**What you should do**
Determine how many lines in the following listing include "types". Respond with that number only.

**Data to examine**
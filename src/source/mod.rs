//! Signal sources feeding the gesture detectors.
//!
//! The host wires real platform events (screen broadcasts, accelerometer
//! callbacks) into a [`SignalSource`]. The engine subscribes a handler while
//! it is listening and unsubscribes it on stop.

pub mod manual;
pub mod replay;
pub mod types;

use std::sync::Arc;

pub use manual::ManualSource;
pub use replay::{ReplaySource, ReplayStats};
pub use types::{MotionSample, ScreenToggleEvent, ScreenToggleKind, SignalEvent};

/// Callback invoked by a source for every event it delivers.
///
/// Sources may call it from any thread, including concurrently with
/// handlers of other sources.
pub type Handler<E> = Arc<dyn Fn(E) + Send + Sync>;

/// A producer of raw events of type `E`.
pub trait SignalSource<E>: Send + Sync {
    /// Register the handler that receives every subsequent event.
    fn subscribe(&self, handler: Handler<E>) -> Result<(), SourceError>;

    /// Remove the current handler. Does nothing if none is registered.
    fn unsubscribe(&self);
}

/// Errors a source can report when asked to subscribe.
#[derive(Debug, Clone, PartialEq, Eq)]
pub enum SourceError {
    /// The underlying sensor or broadcast is not present on this device
    Unavailable(String),
    /// The platform refused access
    PermissionDenied(String),
    /// Someone is already subscribed
    AlreadySubscribed,
    /// A replay is already feeding this source
    AlreadyRunning,
    Io(String),
}

impl std::fmt::Display for SourceError {
    fn fmt(&self, f: &mut std::fmt::Formatter<'_>) -> std::fmt::Result {
        match self {
            SourceError::Unavailable(what) => write!(f, "Signal source unavailable: {what}"),
            SourceError::PermissionDenied(what) => write!(f, "Permission denied: {what}"),
            SourceError::AlreadySubscribed => write!(f, "Signal source already has a subscriber"),
            SourceError::AlreadyRunning => write!(f, "Replay is already running"),
            SourceError::Io(e) => write!(f, "IO error: {e}"),
        }
    }
}

impl std::error::Error for SourceError {}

**Response**
2